Al día siguiente seguía diluviando, lo que no facilitaba nuestra operación de secado. Habíamos montado un tendedero bajo el alero del tejado para secar nuestras tiendas, que colgaban como pieles de ballena. Se llevó todo el material a la gran sala del hotely para inspeccionar minuciosamente si se había mojado, en cuyo caso había que lavar con agua dulce las más pequeñas manchas de agua de mar. Con aquella lluvia torrencial, el proceso de secado era lento.

John descubrió dos puertas más en la sala, y cuando las abrimos tuvimos mucha más luz para examinar el equipo. Estas tres puertas hacían un poco de pantallas de televisión verticales, por lo que, sentado en mi taburete, no me perdía detalle del espectáculo que me ofrecía la calle principal del pueblo. Miraba pasar la silueta desgarbada de John llevando un aparato con mil precauciones, como si fuera de cristal. Después era Quentin el que atravesaba mi campo visual, en dirección opuesta, pero haciendo lo mismo. Luego le llegaba el turno a Bob, desplazándose a pasitos cortos como un juguete mecánico, las manos llenas de papeles, los labios moviéndose en silencio y el ceño fruncido por la concentración. Así, uno tras otro, iban apareciendo todos los miembros del equipo, cargados con una dinamo o una caja de irremplazables pilas. Al margen de toda aquella actividad, grupos de niños permanecían inmóviles bajo la lluvia y, fascinados, miraban lo que a sus ojos bien podía parecer un número de circo.

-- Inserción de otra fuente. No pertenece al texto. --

//! Live dashboard sessions.
//!
//! A session binds one [`Dashboard`] to one entity. It subscribes to the
//! dashboard's watched fields, and every matching state change queues a
//! render on the host's render queue. Renders of one session never overlap:
//! a request arriving mid-render marks the session dirty and the running
//! render loops once more.
//!
//! ```text
//! StateStore::update ─► subscription ─► request_render ─► render queue
//!                                                            │
//!                            ViewLayer ◄─ compose ◄─ render ◄┘
//! ```

use std::sync::Arc;
use std::sync::atomic::{AtomicBool, Ordering};

use parking_lot::Mutex;
use vitrine_compose::{Composer, RenderedDocument};
use vitrine_primitives::{EntityKey, Region, SessionId};
use vitrine_store::Disposer;
use vitrine_worker::LivenessToken;

use crate::dashboard::{Dashboard, DashboardEnv, RenderContext, RerenderHandle};
use crate::{DashboardError, Result};

/// Options of a single render.
#[derive(Debug, Clone, Copy, Default, PartialEq, Eq)]
pub struct RenderRequest {
	/// Move the cursor to the start of the dashboard's cursor section afterwards,
	/// or to the top if that section rendered empty.
	pub reset_cursor: bool,
}

impl RenderRequest {
	/// Plain refresh keeping the cursor where it is.
	pub const fn refresh() -> Self {
		Self { reset_cursor: false }
	}

	pub const fn with_cursor_reset() -> Self {
		Self { reset_cursor: true }
	}

	fn merge(self, other: Self) -> Self {
		Self {
			reset_cursor: self.reset_cursor || other.reset_cursor,
		}
	}
}

#[derive(Debug, Default)]
struct Pending {
	running: bool,
	request: Option<RenderRequest>,
}

#[derive(Debug, Default)]
struct Shown {
	document: Option<RenderedDocument>,
	renders: u64,
}

pub(crate) struct SessionInner {
	id: SessionId,
	key: EntityKey,
	dashboard: Arc<dyn Dashboard>,
	env: DashboardEnv,
	composer: Composer,
	liveness: LivenessToken,
	closed: AtomicBool,
	subscription: Mutex<Option<Disposer>>,
	pending: Mutex<Pending>,
	shown: Mutex<Shown>,
}

/// A session dropped without [`DashboardSession::close`] still releases its
/// subscription and stops pending work.
impl Drop for SessionInner {
	fn drop(&mut self) {
		self.liveness.close();
		if let Some(subscription) = self.subscription.get_mut().take() {
			subscription.dispose();
			tracing::debug!(session = %self.id, "session.dropped");
		}
	}
}

/// Handle to a live dashboard. Clones share the session.
#[derive(Clone)]
pub struct DashboardSession {
	inner: Arc<SessionInner>,
}

impl std::fmt::Debug for DashboardSession {
	fn fmt(&self, f: &mut std::fmt::Formatter<'_>) -> std::fmt::Result {
		f.debug_struct("DashboardSession")
			.field("id", &self.inner.id)
			.field("kind", &self.inner.dashboard.kind())
			.field("key", &self.inner.key)
			.field("live", &self.is_live())
			.finish()
	}
}

impl DashboardSession {
	/// Opens a session for `key`: subscribes to the watched fields and renders once.
	///
	/// The first render happens on the calling thread, followed by
	/// [`Dashboard::on_first_render`].
	pub fn open(env: &DashboardEnv, dashboard: Arc<dyn Dashboard>, key: EntityKey) -> Result<Self> {
		let id = SessionId(env.next_session_id());
		let options = Arc::clone(&env.options);
		let composer = Composer::with_fallback(move |_, err| options.fallback_text(err));
		let session = Self {
			inner: Arc::new(SessionInner {
				id,
				key: key.clone(),
				dashboard: Arc::clone(&dashboard),
				env: env.clone(),
				composer,
				liveness: LivenessToken::new(),
				closed: AtomicBool::new(false),
				subscription: Mutex::new(None),
				pending: Mutex::new(Pending::default()),
				shown: Mutex::new(Shown::default()),
			}),
		};
		tracing::debug!(session = %id, kind = dashboard.kind(), entity = %key, "session.open");

		let weak = Arc::downgrade(&session.inner);
		let disposer = env.store.subscribe(&key, dashboard.watched_fields(), move |_, _| {
			match weak.upgrade() {
				Some(inner) => DashboardSession::from_inner(inner).request_render(RenderRequest::refresh())?,
				None => tracing::trace!(session = %id, "session.notify_after_drop"),
			}
			Ok(())
		});
		*session.inner.subscription.lock() = Some(disposer);

		if let Err(err) = session.render(RenderRequest::with_cursor_reset()) {
			session.close();
			return Err(err);
		}
		dashboard.on_first_render(&session.context());
		Ok(session)
	}

	pub(crate) fn from_inner(inner: Arc<SessionInner>) -> Self {
		Self { inner }
	}

	pub fn id(&self) -> SessionId {
		self.inner.id
	}

	pub fn key(&self) -> &EntityKey {
		&self.inner.key
	}

	pub fn kind(&self) -> &str {
		self.inner.dashboard.kind()
	}

	pub fn title(&self) -> String {
		self.inner.dashboard.title(&self.inner.key)
	}

	pub fn is_live(&self) -> bool {
		self.inner.liveness.is_live()
	}

	/// Token closed together with this session, for work that outlives a render.
	pub fn liveness(&self) -> LivenessToken {
		self.inner.liveness.clone()
	}

	/// Returns the document shown last, if any.
	pub fn document(&self) -> Option<RenderedDocument> {
		self.inner.shown.lock().document.clone()
	}

	/// Number of completed renders.
	pub fn render_count(&self) -> u64 {
		self.inner.shown.lock().renders
	}

	/// Renders the dashboard now, on the calling thread.
	///
	/// If another thread is rendering this session, the request is folded
	/// into a follow-up pass of that render and this call returns at once.
	pub fn render(&self, request: RenderRequest) -> Result<()> {
		if !self.is_live() {
			return Err(DashboardError::Closed(self.inner.id));
		}
		{
			let mut pending = self.inner.pending.lock();
			pending.request = Some(pending.request.map_or(request, |queued| queued.merge(request)));
			if pending.running {
				tracing::trace!(session = %self.inner.id, "session.render_coalesced");
				return Ok(());
			}
			pending.running = true;
		}

		let mut result = Ok(());
		loop {
			let request = {
				let mut pending = self.inner.pending.lock();
				match pending.request.take() {
					Some(request) if self.is_live() => request,
					_ => {
						pending.running = false;
						break;
					}
				}
			};
			if let Err(err) = self.render_pass(request) {
				tracing::error!(session = %self.inner.id, error = %err, "session.render_failed");
				result = Err(err);
			}
		}
		result
	}

	/// Queues a render on the host's render queue.
	///
	/// Requests for a closed session are ignored.
	pub fn request_render(&self, request: RenderRequest) -> Result<()> {
		if !self.is_live() {
			tracing::trace!(session = %self.inner.id, "session.render_ignored");
			return Ok(());
		}
		let session = self.clone();
		self.inner.env.render_queue().submit(move || {
			if !session.is_live() {
				return;
			}
			// Failures are already logged by the render loop.
			let _ = session.render(request);
		})?;
		Ok(())
	}

	/// Replaces one section of the shown document in place and re-sends it to the view.
	///
	/// Returns false if the session is closed, nothing was rendered yet, or
	/// the section has no region.
	pub fn update_section(&self, name: &str, content: &str) -> bool {
		if !self.is_live() {
			return false;
		}
		let mut shown = self.inner.shown.lock();
		let Some(document) = shown.document.as_mut() else {
			return false;
		};
		let previous = document.regions().clone();
		if !document.replace_section(name, content) {
			return false;
		}
		self.inner.env.view.apply_document(self.inner.id, document, &previous);
		tracing::trace!(session = %self.inner.id, section = name, "session.update_section");
		true
	}

	/// Closes the session. Later notifications and async results are ignored.
	pub fn close(&self) {
		if self.inner.closed.swap(true, Ordering::AcqRel) {
			return;
		}
		let inner = &self.inner;
		inner.liveness.close();
		if let Some(subscription) = inner.subscription.lock().take() {
			subscription.dispose();
		}
		inner.shown.lock().document = None;
		inner.dashboard.on_close(&inner.key);
		inner.env.view.on_close(inner.id);
		tracing::debug!(session = %inner.id, kind = inner.dashboard.kind(), entity = %inner.key, "session.close");
	}

	fn context(&self) -> RenderContext {
		let inner = &self.inner;
		let rerender = RerenderHandle::new(Arc::downgrade(inner), inner.liveness.clone());
		RenderContext::new(inner.key.clone(), inner.env.store.current(&inner.key), inner.env.clone(), rerender)
	}

	fn render_pass(&self, request: RenderRequest) -> Result<()> {
		let inner = &self.inner;
		let ctx = self.context();
		let sections = inner.dashboard.sections(&ctx);
		let document = inner.composer.compose(inner.dashboard.template().as_str(), &sections)?;

		let mut shown = inner.shown.lock();
		if !self.is_live() {
			tracing::trace!(session = %inner.id, "session.render_discarded");
			return Ok(());
		}
		let previous = shown.document.as_ref().map(|doc| doc.regions().clone()).unwrap_or_default();
		let view = &inner.env.view;
		let cursor_section = inner.dashboard.cursor_section();
		let was_inside = self.cursor_inside(cursor_section.and_then(|name| previous.get(name)));

		view.apply_document(inner.id, &document, &previous);

		let target = cursor_section.and_then(|name| document.region(name));
		let move_to = if request.reset_cursor || inner.env.options.reset_cursor_on_refresh {
			cursor_section.map(|_| target.map_or(0, |region| region.start))
		} else {
			target.filter(|region| was_inside && !self.cursor_inside(Some(region))).map(|region| region.start)
		};
		if let Some(pos) = move_to {
			view.set_cursor(inner.id, pos);
		}

		shown.renders += 1;
		tracing::debug!(
			session = %inner.id,
			render = shown.renders,
			sections = document.regions().len(),
			chars = document.char_len(),
			"session.render"
		);
		shown.document = Some(document);
		Ok(())
	}

	/// Returns true if a cursor of the view lies inside `region`.
	fn cursor_inside(&self, region: Option<&Region>) -> bool {
		let Some(region) = region else {
			return false;
		};
		let selection = self.inner.env.view.selection(self.inner.id);
		selection.iter().any(|cursor| region_holds(region, cursor.start))
	}
}

/// A cursor at the very end of a region still counts as inside it.
fn region_holds(region: &Region, pos: usize) -> bool {
	region.start <= pos && pos <= region.end
}

#[cfg(test)]
mod tests;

Un perrito blanco de vientre hinchado y aire de pocos amigos, cuando tenía todo Madagascar a su disposición y después de pensárselo un rato, fue a orinar copiosamente sobre una rueda del Toyota. Un grupo de gallinas mojadas y desaliñadas había ido a refugiarse debajo del coche, mientras varios patos y un cerdo parecían disfrutar de lo lindo de la inclemencia del tiempo, el cerdo revolcándose en el barro con pequeños gruñidos y chillidos de placer y los patos, en una solemne flotilla, meneando la cola y contoneándose, corrían calle abajo como si fueran a una cita urgente. Apareció un hombre con una pequeña recua de cebúes y, aunque era evidente que tanto los cebúes como su propietario tenían ganas de pararse a mirar, pasaron de largo.

En un momento dado, dejó de llover y el sol hizo un valiente intento de abrirse paso entre la gasa gris de las nubes. Frank sacó su caña de pescar y se fue con Lee hasta la orilla del mar, a unos cientos de metros del hotely, con la esperanza de traernos la comida, que se demostró vana. John y Quentin se fueron a cazar y trajeron un typhlops, una serpiente excavadora inofensiva, ciega y de un negro brillante, como una barra de regaliz. En realidad, estas pequeñas serpientes no son totalmente ciegas, pero sus ojos están cubiertos de escamas transparentes, por lo que sólo pueden distinguir luces y sombras. Llevan existencias tranquilas y sedentarias, escondidas bajo tierra, y se alimentan de minúsculos insectos y termitas. Es tal su discreción que no se sabe apenas nada de su vida privada.

El sol brillaba de nuevo en todo su esplendor y la montaña de nuestro material humeaba apaciblemente. Con un poco de suerte, mañana todo estaría seco y podríamos continuar el viaje a Mananara.